Dear Mania, Dear Mark,
Please pardon the familiarity. I am writing this letter as I have just seen your new film, Life May Be, in which you film letters to each other. Of course I write this (similar to Mark in the letter-within-a-letter of the first section) without any expectation of a response, nor the expectation of being able to match your respective poetic, explosive, eloquences. As the closing credits roll, I am taken to write this letter and I wonder what I’d say. Here goes nothin’, as they say in The Movies.
Firstly, I must apologies to Mania as this is the first of your films that I’ve seen, while this is the fourth of yours, Mark – I will endeavour to rectify this imbalance as soon as I can. I like how personal Life May Be is, how it starts with a long take from Mark, reflecting what he tells us is a trademark of yours, Mania, yet journeys around the world in his narration – you then reflect and expand Mark’s letter with numerous photographs, in relatively short bursts both confounding and agreeing with Mark’s commentary on your trademark style (a photograph is a permanent take, no?). I like how the film unfolds, ideas ricocheting of each other in unexpected ways, platonic love letters to each other, each other’s films, to cinema, to the audience and to the audience members’ own lives.
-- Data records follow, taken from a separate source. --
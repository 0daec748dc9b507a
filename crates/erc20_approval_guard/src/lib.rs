pub mod config;
pub mod contracts;
pub mod error;
pub mod eth;
pub mod operator;
pub mod orchestrator;
pub mod provider;
pub mod registry;
pub mod risk;

pub use erc20_approval_guard_common::{
    err_create, err_custom_create, err_from, err_from_msg, events,
};
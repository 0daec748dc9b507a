use super::{BatchPreconditionError, ErrorBag};
use std::error::Error;

/// Error type built over ErrorBag, containing source code location and
/// optional message. Note that only creating via macro is possible to
/// catch line and file.
#[derive(Debug)]
pub struct GuardError {
    pub inner: ErrorBag,
    pub msg: Option<String>,
    pub file: &'static str,
    pub line: u32,
    pub column: u32,
}

impl GuardError {
    pub fn as_batch_precondition(&self) -> Option<&BatchPreconditionError> {
        self.inner.as_batch_precondition()
    }
}

impl Error for GuardError {
    fn source(&self) -> Option<&(dyn Error + 'static)> {
        Some(&self.inner)
    }
}

impl std::fmt::Display for GuardError {
    fn fmt(&self, f: &mut std::fmt::Formatter<'_>) -> std::fmt::Result {
        let file_loc = self.file.replace('\\', "/");
        if let Some(msg) = &self.msg {
            write!(
                f,
                "{}, {}, {}:{}:{}",
                msg, self.inner, file_loc, self.line, self.column
            )
        } else {
            write!(
                f,
                "{}, {}:{}:{}",
                self.inner, file_loc, self.line, self.column
            )
        }
    }
}
use std::collections::BTreeMap;

/// Well-known BNB Chain protocol addresses (routers, aggregators).
/// Addresses are kept lowercase, lookups are case-insensitive.
const DEFAULT_PROTOCOLS: &[(&str, &str)] = &[
    (
        "0x10ed43c718714eb63d5aa57b78b54704e256024e",
        "PancakeSwap Router V2",
    ),
    (
        "0x13f4ea83d0bd40e75c8222255bc855a974568dd4",
        "PancakeSwap Router V3",
    ),
    (
        "0x1b81d678ffb9c0263b24a97847620c99d213eb14",
        "PancakeSwap: Smart Router",
    ),
    (
        "0x05ff2b0db69458a0750badebc4f9e13add608c7f",
        "PancakeSwap: Old Router",
    ),
    (
        "0xcf0febd3f17cef5b47b0cd257acf6025c5bff3b7",
        "ApeSwap Router",
    ),
    (
        "0x3a6d8ca21d1cf76f653a67577fa0d27453350dd8",
        "Biswap Router",
    ),
    (
        "0x325e343f1de602396e256b67efd1f61c3a6b38bd",
        "Thena Router",
    ),
    ("0xdef171fe48cf0115b1d80b88dc8eab59176fee57", "ParaSwap"),
    (
        "0x1111111254eeb25477b68fb85ed929f73a960582",
        "1inch Router V5",
    ),
    (
        "0x6352a56caadc4f1e25cd6c75970fa768a3304e64",
        "OpenOcean Exchange",
    ),
];

/// Immutable table mapping known contract addresses to protocol names.
/// Built once at startup and passed by reference into the classifier,
/// so tests can substitute their own table.
#[derive(Debug, Clone, Default)]
pub struct ProtocolRegistry {
    protocols: BTreeMap<String, String>,
}

impl ProtocolRegistry {
    pub fn empty() -> Self {
        Self::default()
    }

    /// Built-in table of well-known protocols
    pub fn builtin() -> Self {
        let protocols = DEFAULT_PROTOCOLS
            .iter()
            .map(|(addr, name)| (addr.to_string(), name.to_string()))
            .collect();
        ProtocolRegistry { protocols }
    }

    /// Builtin table extended with entries from the config file.
    /// Config entries win on address collision.
    pub fn with_overrides<'a, I>(overrides: I) -> Self
    where
        I: IntoIterator<Item = (&'a str, &'a str)>,
    {
        let mut registry = Self::builtin();
        for (addr, name) in overrides {
            registry
                .protocols
                .insert(addr.to_lowercase(), name.to_string());
        }
        registry
    }

    pub fn lookup(&self, address: &str) -> Option<&str> {
        self.protocols
            .get(&address.to_lowercase())
            .map(|name| name.as_str())
    }

    pub fn contains(&self, address: &str) -> bool {
        self.lookup(address).is_some()
    }

    pub fn len(&self) -> usize {
        self.protocols.len()
    }

    pub fn is_empty(&self) -> bool {
        self.protocols.is_empty()
    }
}

#[cfg(test)]
mod tests {
    use super::*;

    #[test]
    fn test_lookup_is_case_insensitive() {
        let registry = ProtocolRegistry::builtin();
        assert_eq!(
            registry.lookup("0x10ed43c718714eb63d5aa57b78b54704e256024e"),
            Some("PancakeSwap Router V2")
        );
        assert_eq!(
            registry.lookup("0x10ED43C718714eb63d5aA57B78B54704E256024E"),
            Some("PancakeSwap Router V2")
        );
        assert_eq!(registry.lookup("0x0000000000000000000000000000000000000001"), None);
    }

    #[test]
    fn test_overrides_win_on_collision() {
        let registry = ProtocolRegistry::with_overrides(vec![
            ("0x10ED43C718714eb63d5aA57B78B54704E256024E", "My Router"),
            ("0x00000000000000000000000000000000000000aa", "House DEX"),
        ]);
        assert_eq!(
            registry.lookup("0x10ed43c718714eb63d5aa57b78b54704e256024e"),
            Some("My Router")
        );
        assert_eq!(
            registry.lookup("0x00000000000000000000000000000000000000AA"),
            Some("House DEX")
        );
        assert_eq!(registry.len(), DEFAULT_PROTOCOLS.len() + 1);
    }

    #[test]
    fn test_empty_registry_knows_nothing() {
        let registry = ProtocolRegistry::empty();
        assert!(registry.is_empty());
        assert!(!registry.contains("0x10ed43c718714eb63d5aa57b78b54704e256024e"));
    }
}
The ‘naked’ thread might be the most important running through your film. I wonder why I, like so many people like clothes so much, why I dislike my own skin, why I prefer to cover it. Convention, yes, although I’ve never cared much for it, but what beyond that? Control, yes, more likely. In my own way, I am as much a prisoner to clothes as those bound to wear the veil (although I could and would never dare suggest that I am oppressed in the same way). It’s interesting that you feel that your mind is freer when naked, Mark; I have a tendency to believe that I need to be fully dressed to work, to think, even though my mind seems to get carried away in the shower every morning, thus leading to inevitable lateness, and an internal scrabble to find the ideas again later. I guess what I’m getting at is that the less I think about my skin, my face, my hair, the less embarrassed I am by it, then the freer my mind becomes. Maybe that explains a particular patriarchal rationale for making women think about the way they look to such a toxic level (whether veiled or to be expected to “attain beauty at any cost”), as you illuminatingly mull upon in your first letter, Mania; this afflicts women everywhere, whether that be in the Scottish Highlands, or Tehran, or Dubai or Stockholm, or London or Kaunas or Edinburgh.
Then I think about ‘the Naked Rambler’, Stephen Gough, as you mention in your next letter, Mark, and how he has been mocked and pilloried, deemed a pervert and exhibitionist. The reaction is in some ways even more understandable when one realises, as I do just now, that people are afraid of him. And why? Not because of please-won’t-you-think-of-the-children-Daily-Mail-style hysteria, or not because he is naked and refuses to clothe the body that does not meet their conventional standards of ‘beauty’, but because they are afraid of how unafraid he is to bare all, to unveil; this body that they believe he should be - like they are - ashamed of. Stephen Gough is imprisoned because of his body, and because of his ideology; people everywhere feel their bodies to be prisons because of ideology. And if you are imprisoned just by the very nature of your being, then it makes it all the easier to control you. You both appear naked on screen in Life May Be, and your letters make it seem very natural indeed. More powerfully, perhaps, are how naked you are in your words Thinking of ekstasis, as referred to in this film by way of Mark’s What is this film called Love?, you make it very obvious that we need to get outside ourselves a lot more, clothed or not.
As I walk out of the press screening and down Fountainbridge, again it occurs to me to write this letter, and as I look at others who have attended, I wonder what would happen if everyone who saw Life May Be wrote - or went one step further and filmed - a letter in response; not just the delegates, but everyone who saw it? A lot of your time would be consumed of course, if you felt compelled to read/watch them all, but what would they say? A simple ‘thanks’? A review? A rant? Would they find their own personal experiences and feelings jolting through, as I have found?
Creating and engaging with art is to make connections - between subjects, objects, concepts, landscapes, feelings, structures, arguments, ideologies, colours, shapes, people - that one might not expect, or, at least, one may have not seen or understood fully before, and (as an appreciator of or art, or as an artist) make you see the connected things in a different way form thereon. Mania, Mark, you have done so with your film – in Life May Be you connect with each other across time and space, throw ideas and experiences into the air and see where they land, and in doing so you invite the audience to do the same.
You highlight something that we risk forgetting all too readily, as apathy quickly becomes the opiate of the people – the personal is universal, yes, but the personal is most definitely political.
Yours in ekstasis,
Andrew R. Hill
‘Life May Be’ received its world premiere on Saturday as part of this year’s Edinburgh international Film Festival. There is a further screening at Cineworld on 23 June.